We have lived in fast forward since the day we began together. I love my life, I love my children & yes I very much love my stunningly beautiful wife. 

Now, here we begin. Our children are 2, 1 & #3 is due Oct/14. I believe she is suffering from major hormonal shifts and have tried my hardest to stay as patient as I can possibly be. I do my very best off of one income to give her anything and everything I can to allow her to stay home with the family I've made. I got us a 5 bedroom 3 bath house, just bought 2 new cars to fit the kids, I take care of 100% of all bills and spending, fully furnished, decorated just as we want it.....you name it, I am working my ass off to be a good man and provide it.

Something shifted, major anger and resentment about my work schedule, amount of time I spend at home, extreme arguments about time spent alone and together, and a sudden desperate need for her to start school/work etc and the conversations never end. I try to explain that I cannot afford daycare for 3 infants and that's why we decided the course we are on.....but she changed the game, she wants out of the house soon after baby #3 and I guess I better find the money. The condition of cleanliness in the vehicles, and our new home are deteriorating (which I view as a respect issue because I work so hard to provide these things). She also started using guilt about the amount I see my kids due to work, and that we aren't spending any time together. 

Then (I feel) she went looking for trouble, and invited _everyone in. Each and every one of our friends & family members know this is going on, one by one, emails, txts, coffees...she has taken her story of our marriage and offered it to all mutual friends and family. In turn, I am now responsible to answer questions I don't have an answer to......Its frustrating.
There is now, as a result of my vilification, a picture being painted that I don't like, and it has taken our marriage from a place that seemed manageable to now, I feel we may need to separate in house or out to stay good parents to these beautiful little people we created, because they don't deserve a mom and dad who fight, or in my case a dad who retreats, avoids, and agrees so there isn't a fight (when I do engage, I give it right back)

I just don't know how we went from where we started, to a place where more means more, alone time means war, dividing families, affair accusations, calling very old friends w****s on fb, screaming matches, leaving the house, and having everyone involved in this mess. I have given up almost all of my extra curriculars, I go to work, and I come home.

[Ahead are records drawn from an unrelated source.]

use std::fs;
use std::path::PathBuf;

use camino::Utf8PathBuf;
use serde::{Deserialize, Serialize};

use crate::domain::{DataSelector, DataType, Site, Values, parse_instant};
use crate::error::SdcError;
use crate::sdc::DEFAULT_SDC_HOME;

pub const DEFAULT_CONFIG_FILE: &str = "mms-sdc.json";

#[derive(Debug, Default, Deserialize, Serialize)]
pub struct Config {
    #[serde(default)]
    pub schema_version: Option<u32>,
    #[serde(default)]
    pub data_root: Option<String>,
    #[serde(default)]
    pub sdc_home: Option<String>,
    #[serde(default)]
    pub workers: Option<usize>,
    #[serde(default)]
    pub offline: bool,
    #[serde(default)]
    pub selections: Vec<SelectionEntry>,
}

/// A selector field given either as `"mms1"` / `"mms1,mms2"` or as `["mms1", "mms2"]`.
#[derive(Debug, Clone, Deserialize, Serialize)]
#[serde(untagged)]
pub enum ValueEntry {
    Shorthand(String),
    List(Vec<String>),
}

impl ValueEntry {
    fn resolve(self) -> Result<Values, SdcError> {
        match self {
            ValueEntry::Shorthand(value) => value.parse(),
            ValueEntry::List(values) if values.iter().all(|value| value.trim().is_empty()) => {
                Err(SdcError::InvalidSelector("empty value list".to_string()))
            }
            ValueEntry::List(values) => Ok(Values::new(
                values
                    .iter()
                    .map(|value| value.trim())
                    .filter(|value| !value.is_empty()),
            )),
        }
    }
}

#[derive(Debug, Clone, Default, Deserialize, Serialize)]
pub struct SelectionEntry {
    #[serde(default, alias = "sc")]
    pub spacecraft: Option<ValueEntry>,
    #[serde(default, alias = "instr")]
    pub instrument: Option<ValueEntry>,
    #[serde(default)]
    pub mode: Option<ValueEntry>,
    #[serde(default)]
    pub level: Option<ValueEntry>,
    #[serde(default, alias = "optdesc")]
    pub descriptor: Option<ValueEntry>,
    #[serde(default)]
    pub version: Option<ValueEntry>,
    #[serde(default)]
    pub anc_product: Option<ValueEntry>,
    #[serde(default)]
    pub data_type: Option<String>,
    #[serde(default)]
    pub site: Option<String>,
    #[serde(default)]
    pub start_date: Option<String>,
    #[serde(default)]
    pub end_date: Option<String>,
    #[serde(default)]
    pub files: Option<Vec<String>>,
    #[serde(default)]
    pub offline: Option<bool>,
}

#[derive(Debug, Clone)]
pub struct ResolvedConfig {
    pub schema_version: u32,
    pub data_root: Option<Utf8PathBuf>,
    pub sdc_home: String,
    pub workers: usize,
    pub selectors: Vec<DataSelector>,
}

pub struct ConfigLoader;

impl ConfigLoader {
    pub fn resolve(path: Option<&str>) -> Result<ResolvedConfig, SdcError> {
        let config_path = match path {
            Some(path) => PathBuf::from(path),
            None => PathBuf::from(DEFAULT_CONFIG_FILE),
        };

        if path.is_none() && !config_path.exists() {
            return Err(SdcError::MissingConfig);
        }

        let content = fs::read_to_string(&config_path)
            .map_err(|_| SdcError::ConfigRead(config_path.clone()))?;
        let config: Config = serde_json::from_str(&content)
            .map_err(|err| SdcError::ConfigParse(err.to_string()))?;

        Self::resolve_config(config)
    }

    pub fn resolve_config(config: Config) -> Result<ResolvedConfig, SdcError> {
        let offline = config.offline;
        let selectors = config
            .selections
            .into_iter()
            .map(|entry| build_selector(entry, offline))
            .collect::<Result<Vec<_>, SdcError>>()?;

        Ok(ResolvedConfig {
            schema_version: config.schema_version.unwrap_or(1),
            data_root: config.data_root.map(Utf8PathBuf::from),
            sdc_home: config
                .sdc_home
                .unwrap_or_else(|| DEFAULT_SDC_HOME.to_string()),
            workers: config.workers.unwrap_or(0),
            selectors,
        })
    }
}

/// Applies an entry to a fresh selector. The file list is applied after the
/// attribute fields it clears, and an explicit site after both since they
/// re-derive it.
pub fn build_selector(entry: SelectionEntry, offline: bool) -> Result<DataSelector, SdcError> {
    let mut selector = DataSelector::new();
    selector.set_spacecraft(entry.spacecraft.map(ValueEntry::resolve).transpose()?);
    selector.set_instrument(entry.instrument.map(ValueEntry::resolve).transpose()?);
    selector.set_mode(entry.mode.map(ValueEntry::resolve).transpose()?);
    selector.set_level(entry.level.map(ValueEntry::resolve).transpose()?);
    selector.set_descriptor(entry.descriptor.map(ValueEntry::resolve).transpose()?);
    selector.set_version(entry.version.map(ValueEntry::resolve).transpose()?);
    if let Some(data_type) = entry.data_type {
        selector.set_data_type(data_type.parse::<DataType>()?);
    }
    selector.set_ancillary_product(entry.anc_product.map(ValueEntry::resolve).transpose()?);
    selector.set_start_date(entry.start_date.as_deref().map(parse_instant).transpose()?);
    selector.set_end_date(entry.end_date.as_deref().map(parse_instant).transpose()?);
    selector.set_offline(entry.offline.unwrap_or(offline));
    selector.set_files(entry.files);
    if let Some(site) = entry.site {
        selector.set_site(site.parse::<Site>()?);
    }
    Ok(selector)
}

I went out on the weekend with all of my employees (who she has also talked to, so they are all aware) just to have some fun and reconnect with them. We all overindulged, so after dinner I called her and put the ball in her court (do I stay in town/sober up and drive) She went bezerk, told me I wasn't allowed home for the weekend. So I went bezerk in return and hit every bar in town with my 2 oldest friends (both female) and had an awesome night knowing either way I was in deep s***. It was a no-win situation. She's now publicly attacked our dearest friend and called her a "w***e" publicly via social media, and made a demand that she never speaks to me again.....nothing happened, I mean nothing. I don't know why her insecurity had to be directed at someone so close to all of us.

My gut is telling me, as much as she loves me, loves our kids, loves being a mom....I don't think she realized what she signed up for, and is trying to claw her way back to where she was before kids without really realizing the damage being done. In turn, I'm just the man who trapped her here.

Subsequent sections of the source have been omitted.